Depois da excelência alcançada em “Time to Hunt“, de Toon Sung-hyun, exibido hors-concours na Berlinale de 2020, o planisfério cinéfilo viu na Coreia do Sul o principal fornecedor de vertigens do cinema contemporâneo nas entressafras da franquia John Wick. Aliás, o matador vivido por Keanu Reeves jamais existiria como é se não fossem as sequências de luta de outro objeto de culto sul-coreano, o “OldBoy” de Park Chan-Wook, laureado com o Grand Prix de Cannes em 2004. O virtuosismo ali alcançado, numa celebração do conceito de filme B, foi capaz de desafiar todas as convenções do género action movie de Hollywood, que ensaiaram uma renovação com “Matrix“(1999), mas não conseguiam mais impressionar as plateias, apesar dos esforços “fast and furious” de Vin Diesel e da experiência francesa “The Transporter“, com Jason Statham.
A sua entrada em Cannes deve-se ao carisma do seu astro e também realizador: Lee Jung-jae. Nomeado ao Globo de Ouro por “Squid Game” (Round 6 / Ojing-eo Geim), Jung-jae fez a sua estreia na realização na Croisette, numa sessão de meia-noite abarrotada, onde deu um banho de adrenalina no festival francês.
“Hunt” é um John Wick sul-coreano, numa mistura de thriller de espionagem, suspense noir e lições de resiliência pela cartilha Chuck Norris.
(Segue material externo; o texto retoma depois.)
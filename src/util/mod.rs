//! Utility functions and helpers.

mod logging;
mod signal;

pub use logging::init_logging;
pub use signal::on_interrupt;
Lembra muito a estética de Michael Winner (1935–2013) de “The Stone Killer” (1973), nas reviravoltas sem fim e num pano de fundo que mescla conflitos de governo com acertos de contas de células criminosas. Só lhe faltou um Charles Bronson, a força que calçava a estética Winner.
A figura do vigilante exército de um homem só não cabe na narrativa de Jung-jae, que assume o papel central, saindo-se bem nas cenas de luta e de trocas de tiros, mesmo sem imprimir personalidade. Ele vive um agente que caça um espião num processo de troca presidencial. Falta estilo, mas a sequência final, de quase 20 minutos de pura nitroglicerina, é antológica.
O que sustenta o filme até lá, apesar de um rançoso sabor de imagens repetidas, desgastadas pela banalização, é a montagem de Kim Sang-Bum, que agiliza o que parece fotocopiado de outros filmes da própria Coreia.